• **WHAT THE TASK ASKS**:
Please copy each line below that contains the word "CrawlStatistics".

○ ○ ○

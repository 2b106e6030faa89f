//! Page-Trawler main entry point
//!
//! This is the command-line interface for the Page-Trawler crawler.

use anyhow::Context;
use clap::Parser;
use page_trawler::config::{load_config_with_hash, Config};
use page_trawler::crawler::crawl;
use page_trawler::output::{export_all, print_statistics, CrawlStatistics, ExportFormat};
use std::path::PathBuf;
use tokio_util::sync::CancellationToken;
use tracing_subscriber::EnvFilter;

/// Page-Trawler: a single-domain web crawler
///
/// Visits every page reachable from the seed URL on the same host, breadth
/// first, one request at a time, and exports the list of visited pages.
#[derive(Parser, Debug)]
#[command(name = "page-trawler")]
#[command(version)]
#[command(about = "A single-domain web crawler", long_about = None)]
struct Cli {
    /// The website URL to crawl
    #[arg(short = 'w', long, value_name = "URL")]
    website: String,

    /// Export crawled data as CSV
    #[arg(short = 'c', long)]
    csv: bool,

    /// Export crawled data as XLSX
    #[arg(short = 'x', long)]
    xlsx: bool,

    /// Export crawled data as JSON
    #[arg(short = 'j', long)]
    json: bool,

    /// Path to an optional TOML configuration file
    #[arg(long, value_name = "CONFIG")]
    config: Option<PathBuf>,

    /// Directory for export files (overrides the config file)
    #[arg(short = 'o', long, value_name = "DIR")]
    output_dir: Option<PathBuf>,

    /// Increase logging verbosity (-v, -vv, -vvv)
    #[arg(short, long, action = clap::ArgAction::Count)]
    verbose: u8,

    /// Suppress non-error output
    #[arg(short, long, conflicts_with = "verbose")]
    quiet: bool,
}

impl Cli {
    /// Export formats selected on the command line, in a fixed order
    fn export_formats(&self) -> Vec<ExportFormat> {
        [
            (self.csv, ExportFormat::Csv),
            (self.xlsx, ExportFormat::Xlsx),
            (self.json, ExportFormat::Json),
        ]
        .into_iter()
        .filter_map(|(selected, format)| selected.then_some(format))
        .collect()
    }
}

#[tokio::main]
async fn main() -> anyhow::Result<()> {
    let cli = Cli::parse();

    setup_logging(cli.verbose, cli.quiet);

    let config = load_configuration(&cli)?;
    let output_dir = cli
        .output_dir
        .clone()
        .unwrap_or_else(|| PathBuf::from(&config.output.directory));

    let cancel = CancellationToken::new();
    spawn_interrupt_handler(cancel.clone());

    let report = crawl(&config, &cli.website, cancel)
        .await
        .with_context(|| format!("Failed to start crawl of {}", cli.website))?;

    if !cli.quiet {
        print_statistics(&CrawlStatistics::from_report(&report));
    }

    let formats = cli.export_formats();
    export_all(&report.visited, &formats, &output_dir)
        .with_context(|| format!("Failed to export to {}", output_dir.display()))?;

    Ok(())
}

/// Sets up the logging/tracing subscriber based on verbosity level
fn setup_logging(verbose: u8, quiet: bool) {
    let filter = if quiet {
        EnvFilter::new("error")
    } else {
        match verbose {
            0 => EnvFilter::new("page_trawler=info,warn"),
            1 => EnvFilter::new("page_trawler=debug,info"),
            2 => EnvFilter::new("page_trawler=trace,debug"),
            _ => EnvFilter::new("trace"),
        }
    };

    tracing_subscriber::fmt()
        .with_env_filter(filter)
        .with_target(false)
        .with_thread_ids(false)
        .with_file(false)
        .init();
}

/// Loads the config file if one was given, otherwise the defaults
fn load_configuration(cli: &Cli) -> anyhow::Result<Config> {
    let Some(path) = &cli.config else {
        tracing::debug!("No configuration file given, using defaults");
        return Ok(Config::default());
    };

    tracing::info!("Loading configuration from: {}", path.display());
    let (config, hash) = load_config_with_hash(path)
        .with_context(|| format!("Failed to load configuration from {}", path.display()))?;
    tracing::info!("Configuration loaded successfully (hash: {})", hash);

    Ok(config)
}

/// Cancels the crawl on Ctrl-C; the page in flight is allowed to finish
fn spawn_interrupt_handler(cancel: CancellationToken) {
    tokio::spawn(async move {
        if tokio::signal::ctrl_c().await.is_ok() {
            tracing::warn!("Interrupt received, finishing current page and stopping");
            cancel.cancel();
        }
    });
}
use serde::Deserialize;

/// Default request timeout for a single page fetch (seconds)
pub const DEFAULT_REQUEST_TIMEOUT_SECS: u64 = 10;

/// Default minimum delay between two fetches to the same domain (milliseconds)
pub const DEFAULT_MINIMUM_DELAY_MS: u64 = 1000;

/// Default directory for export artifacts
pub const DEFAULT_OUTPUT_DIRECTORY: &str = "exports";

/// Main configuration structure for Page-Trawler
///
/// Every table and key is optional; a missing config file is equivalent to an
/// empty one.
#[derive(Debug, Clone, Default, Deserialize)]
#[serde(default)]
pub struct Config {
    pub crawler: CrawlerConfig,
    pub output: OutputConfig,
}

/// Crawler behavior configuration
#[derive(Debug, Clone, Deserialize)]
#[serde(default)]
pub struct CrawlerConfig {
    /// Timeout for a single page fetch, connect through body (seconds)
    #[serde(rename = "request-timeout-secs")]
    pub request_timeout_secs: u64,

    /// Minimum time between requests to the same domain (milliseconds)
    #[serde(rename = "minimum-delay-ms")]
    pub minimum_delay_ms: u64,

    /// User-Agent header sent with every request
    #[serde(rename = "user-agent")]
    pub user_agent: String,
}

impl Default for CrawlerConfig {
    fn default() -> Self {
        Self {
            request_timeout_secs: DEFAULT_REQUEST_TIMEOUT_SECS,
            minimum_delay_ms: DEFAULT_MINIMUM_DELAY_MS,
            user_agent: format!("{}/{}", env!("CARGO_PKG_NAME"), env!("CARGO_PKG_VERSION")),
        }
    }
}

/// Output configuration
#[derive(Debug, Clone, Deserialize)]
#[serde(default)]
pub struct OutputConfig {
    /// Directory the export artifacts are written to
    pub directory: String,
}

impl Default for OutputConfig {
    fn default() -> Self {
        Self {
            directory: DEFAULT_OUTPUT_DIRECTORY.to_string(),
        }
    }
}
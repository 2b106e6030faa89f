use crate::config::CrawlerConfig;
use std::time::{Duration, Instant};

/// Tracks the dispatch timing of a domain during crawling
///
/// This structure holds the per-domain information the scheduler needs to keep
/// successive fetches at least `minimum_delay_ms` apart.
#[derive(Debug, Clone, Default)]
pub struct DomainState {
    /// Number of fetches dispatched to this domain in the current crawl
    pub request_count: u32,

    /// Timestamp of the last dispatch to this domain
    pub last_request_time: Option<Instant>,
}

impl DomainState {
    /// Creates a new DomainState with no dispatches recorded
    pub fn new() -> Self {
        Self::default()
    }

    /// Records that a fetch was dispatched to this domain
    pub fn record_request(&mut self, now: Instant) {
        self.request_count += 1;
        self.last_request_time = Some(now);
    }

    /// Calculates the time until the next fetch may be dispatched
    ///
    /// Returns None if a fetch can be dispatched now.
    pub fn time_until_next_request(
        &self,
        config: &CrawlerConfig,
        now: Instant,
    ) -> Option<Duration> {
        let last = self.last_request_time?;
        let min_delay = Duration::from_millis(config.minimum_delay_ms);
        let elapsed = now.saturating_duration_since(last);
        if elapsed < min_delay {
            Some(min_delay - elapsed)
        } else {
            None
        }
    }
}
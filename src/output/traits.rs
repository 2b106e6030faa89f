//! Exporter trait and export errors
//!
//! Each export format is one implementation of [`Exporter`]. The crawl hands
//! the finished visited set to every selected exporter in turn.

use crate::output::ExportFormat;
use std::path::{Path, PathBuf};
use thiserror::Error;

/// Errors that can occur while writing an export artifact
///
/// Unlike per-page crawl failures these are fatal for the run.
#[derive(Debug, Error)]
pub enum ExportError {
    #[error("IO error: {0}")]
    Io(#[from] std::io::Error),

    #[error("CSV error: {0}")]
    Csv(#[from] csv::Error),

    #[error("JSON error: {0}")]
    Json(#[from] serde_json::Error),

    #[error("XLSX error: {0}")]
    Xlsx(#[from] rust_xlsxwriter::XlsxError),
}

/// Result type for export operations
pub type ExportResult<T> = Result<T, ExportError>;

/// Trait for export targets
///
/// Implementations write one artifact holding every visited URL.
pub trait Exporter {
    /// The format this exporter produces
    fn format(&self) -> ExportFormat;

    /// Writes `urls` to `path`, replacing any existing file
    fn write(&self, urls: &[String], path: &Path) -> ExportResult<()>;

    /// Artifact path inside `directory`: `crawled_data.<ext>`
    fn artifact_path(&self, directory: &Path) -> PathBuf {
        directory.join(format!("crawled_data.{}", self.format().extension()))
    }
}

○ ○ ○

• **TASK ANSWER**:
use page_trawler::output::{export_all, print_statistics, CrawlStatistics, ExportFormat};
        print_statistics(&CrawlStatistics::from_report(&report));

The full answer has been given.